Improve the quality and productivity of your crops through selecting positive and effective interactive core-microbiomes As microbial cells are present in overwhelming numbers in our soil, it is perhaps inevitable that microbes are found extensively in plant and animal tissue. The role of microbiomes on the regulation of physiological processes in animals has been extensively researched in recent years, but the overarching role of the plant microbiome has yet to be discovered. Core Microbiome: Improving Crop Quality and Productivity is an attempt to remediate some of that deficit, as the first book to summarize feature of microbial communities that make up the plant microbiome. There is substantial evidence that these communities are crucial in disease control, enhanced nutrient acquisition, and stress tolerance—a feature more important than ever due to climate change. A further focus on improving how core microbiomes interact so that they are both phenotypically and genotypically very adaptive and sustainable will allow the reader to improve the quality and productivity of crops so that they may be considered sustainable agriculture.
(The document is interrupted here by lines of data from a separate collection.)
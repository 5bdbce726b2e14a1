use serde::{Deserialize, Serialize};
use utoipa::ToSchema;
use uuid::Uuid;
use validator::Validate;

/// Idempotent: completing an already-completed step is a no-op, so retried
/// requests from the field do not corrupt state.
#[derive(Debug, Clone, Serialize, Deserialize, Validate, ToSchema)]
pub struct CompleteStepCommand {
    #[serde(default)]
    pub job_id: Uuid,
    #[validate(length(min = 1, max = 64))]
    pub step_code: String,
    /// Caller-supplied elapsed time; bounds-checked by the tracker.
    pub elapsed_minutes: i64,
}
pub mod job;

pub use job::{
    Assignment, AssigneeRole, ChargeTo, ChecklistItem, DeliverableResult, EntityRef, JobAggregate,
    JobFinance, JobPriority, JobSource, JobStatus, MaterialUsage, QualityCheck, QualityOutcome,
    Schedule, SignatureCapture, SignatureKind, StepKind, StepResult,
};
Core Microbiome readers will also find: Descriptions of the basic structure of core microbiomes and their functions across various habitats New and cutting-edge trends and technological innovations highlighted that use core microbiomes to harness plant microbiome interaction The structure, classification, and biotechnological applications of aquatic core microbiomes, in addition to the material on plant microbiomes As a broad introduction to the interaction of core microbiome and plant productivity, Core Microbiome is ideal for researchers and scientists working in the field of environmental science, environmental microbiology, and waste management. Similarly, undergraduate and graduate students in these fields, as well as in agriculture, biotechnology, biosciences, and life and environmental sciences will also benefit from this work.